Terminology frames options for legal redress, as well as playing a vital expressive role in our public debates. A major purpose of the criminal law is to express societal condemnation of specific practices with the hope of changing people’s behaviour. The law can only achieve these purposes if the label applied to a crime is the right one. And ‘revenge pornography’ is the wrong one.
Why? First, ‘revenge porn’ covers just one form of image-based sexual abuse, that is when an ex-partner non-consensually shares private sexual pictures or videos to exact ‘revenge’ on a former partner. Even in such cases, such images are shared for a variety of reasons other than revenge – to make money, for notoriety, for a ‘laugh’, for sexual gratification or for no real reason at all. The law and public policy should also be challenging the distribution of private, sexual images which are shared by hackers, or from stolen mobile phones, whether they know the victim or not. The term ‘revenge porn’ focuses too much on the motivations of perpetratorsat the expense of the harms to victims.

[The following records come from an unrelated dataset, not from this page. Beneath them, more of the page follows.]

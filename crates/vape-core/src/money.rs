//! # Money
//!
//! Hryvnia amounts stored as whole kopecks in an `i64`.
//!
//! ```text
//!   form input "150.50"  ──►  Money(15050)  ──►  JSON 15050
//!   ledger cash += sale  ──►  exact integer add, never drifts
//!   chat report          ──►  "150.50"
//! ```
//!
//! ## Usage
//! ```rust
//! use vape_core::money::Money;
//!
//! let price = Money::from_hryvnias(150);
//! let total = price * 2 + Money::from_kopecks(50);
//! assert_eq!(total.to_string(), "300.50");
//! ```
//!
//! The operators saturate instead of wrapping or panicking. Sums that feed
//! the ledger use [`Money::checked_add`] / [`Money::checked_mul`] so an
//! impossible amount surfaces as an error rather than a clamped number.

use serde::{Deserialize, Serialize};
use std::fmt;
use std::iter::Sum;
use std::ops::{Add, AddAssign, Mul, Sub, SubAssign};
use ts_rs::TS;

// =============================================================================
// Money Type
// =============================================================================

/// A monetary value in kopecks (1/100 of a hryvnia).
///
/// ## Design Decisions
/// - **i64 (signed)**: the owner may correct the ledger downwards
/// - **Newtype serde**: travels over JSON as a plain integer of kopecks
///
/// ## Where Money is Used
/// ```text
/// Product.sale_price ──► CartLine.unit_price ──► Cart.total ──► PaymentSplit
///                                   │
///                                   └──► Ledger.cash / card / salary / mine
///
/// Product.sale_price × stock ──► Ledger.total (remaining inventory value)
/// ```
#[derive(Debug, Clone, Copy, PartialEq, Eq, PartialOrd, Ord, Hash, Serialize, Deserialize, TS)]
#[ts(export)]
pub struct Money(i64);

impl Money {
    /// Creates a Money value from kopecks (the smallest currency unit).
    ///
    /// ## Example
    /// ```rust
    /// use vape_core::money::Money;
    ///
    /// let price = Money::from_kopecks(15050); // 150.50 грн
    /// assert_eq!(price.kopecks(), 15050);
    /// ```
    #[inline]
    pub const fn from_kopecks(kopecks: i64) -> Self {
        Money(kopecks)
    }

    /// Creates a Money value from whole hryvnias.
    #[inline]
    pub const fn from_hryvnias(hryvnias: i64) -> Self {
        Money(hryvnias.saturating_mul(100))
    }

    /// Returns the value in kopecks.
    #[inline]
    pub const fn kopecks(&self) -> i64 {
        self.0
    }

    /// Returns the whole-hryvnia portion (truncated toward zero).
    #[inline]
    pub const fn hryvnias(&self) -> i64 {
        self.0 / 100
    }

    /// Returns the kopeck portion (always 0-99).
    #[inline]
    pub const fn kopecks_part(&self) -> i64 {
        (self.0 % 100).abs()
    }

    /// Returns zero money value.
    #[inline]
    pub const fn zero() -> Self {
        Money(0)
    }

    /// Checks if the value is zero.
    #[inline]
    pub const fn is_zero(&self) -> bool {
        self.0 == 0
    }

    /// Checks if the value is positive (greater than zero).
    #[inline]
    pub const fn is_positive(&self) -> bool {
        self.0 > 0
    }

    /// Checks if the value is negative (less than zero).
    #[inline]
    pub const fn is_negative(&self) -> bool {
        self.0 < 0
    }

    /// Multiplies money by a quantity.
    ///
    /// ## Example
    /// ```rust
    /// use vape_core::money::Money;
    ///
    /// let bottle = Money::from_hryvnias(100);
    /// assert_eq!(bottle.multiply_quantity(5).hryvnias(), 500);
    /// ```
    #[inline]
    pub const fn multiply_quantity(&self, qty: i64) -> Self {
        Money(self.0.saturating_mul(qty))
    }

    /// `None` when the sum does not fit in `i64` kopecks.
    #[inline]
    pub const fn checked_add(self, other: Money) -> Option<Money> {
        match self.0.checked_add(other.0) {
            Some(v) => Some(Money(v)),
            None => None,
        }
    }

    /// `None` when the product does not fit in `i64` kopecks.
    #[inline]
    pub const fn checked_mul(self, qty: i64) -> Option<Money> {
        match self.0.checked_mul(qty) {
            Some(v) => Some(Money(v)),
            None => None,
        }
    }
}

// =============================================================================
// Trait Implementations
// =============================================================================

/// Renders whole hryvnias without decimals, otherwise two decimals.
///
/// Chat reports append the currency themselves (`"150 грн"`).
impl fmt::Display for Money {
    fn fmt(&self, f: &mut fmt::Formatter<'_>) -> fmt::Result {
        let sign = if self.0 < 0 { "-" } else { "" };
        let whole = self.hryvnias().abs();
        match self.kopecks_part() {
            0 => write!(f, "{}{}", sign, whole),
            part => write!(f, "{}{}.{:02}", sign, whole, part),
        }
    }
}

impl Default for Money {
    fn default() -> Self {
        Money::zero()
    }
}

impl Add for Money {
    type Output = Self;

    #[inline]
    fn add(self, other: Self) -> Self {
        Money(self.0.saturating_add(other.0))
    }
}

impl AddAssign for Money {
    #[inline]
    fn add_assign(&mut self, other: Self) {
        self.0 = self.0.saturating_add(other.0);
    }
}

impl Sub for Money {
    type Output = Self;

    #[inline]
    fn sub(self, other: Self) -> Self {
        Money(self.0.saturating_sub(other.0))
    }
}

impl SubAssign for Money {
    #[inline]
    fn sub_assign(&mut self, other: Self) {
        self.0 = self.0.saturating_sub(other.0);
    }
}

impl Mul<i64> for Money {
    type Output = Self;

    #[inline]
    fn mul(self, qty: i64) -> Self {
        Money(self.0.saturating_mul(qty))
    }
}

impl Sum for Money {
    fn sum<I: Iterator<Item = Money>>(iter: I) -> Self {
        iter.fold(Money::zero(), |acc, m| acc + m)
    }
}

// =============================================================================
// Unit Tests
// =============================================================================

Nor does ‘revenge porn’ cover the sharing of images created without consent and then shared, whether they are recordings of a sexual assault, or upskirt images, or from voyeurs.
Image-based sexual abuse
Second, the term image-based sexual abuse is also preferable because it emphasises what these practices are – abusive. The non-consensual creation and/or distribution of private, sexual images is a serious harm often resulting in considerable mental and physical injuries. It is a form of harassment and often part of a pattern of coercive, domestic abuse. It is also a breach of the fundamental rights to privacy, dignity and sexual autonomy, with women (and victims are mostly women) being forced off-line and blamed or targeted for expressing themselves sexually through imagery.
Thirdly, the language of image-based sexual abuse emphasises the links between the non-consensual use of private sexual images and other forms of sexual violence. It locates this form of abuse on the continuum of sexual violence, alongside other forms of abuse attacking women’s sexual autonomy, identities and integrity. Labelling and understanding these practices as sexual offences is also vital to ensuring appropriate support and protections for victims, such as the need to reform the law to grant victims anonymity to encourage them to come forward to report practices to the police.
Not ‘porn’
It’s not just the ‘revenge’ aspect of ‘revenge porn’ that is problematic – it’s also not ‘porn’. The labelling of image-based sexual abuse as ‘porn’ implies a consent and legitimacy which is not warranted, as well as leading some policy-makers down the wrong path by thinking that images must pass a threshold of ‘porn’ or ‘obscenity’ before being unlawful; or that the perpetrator must be acting for purposes of sexual gratification to be criminalised. This is why image-based sexual abuse is preferable to other terms such as ‘non-consensual pornography’ or ‘involuntary porn’.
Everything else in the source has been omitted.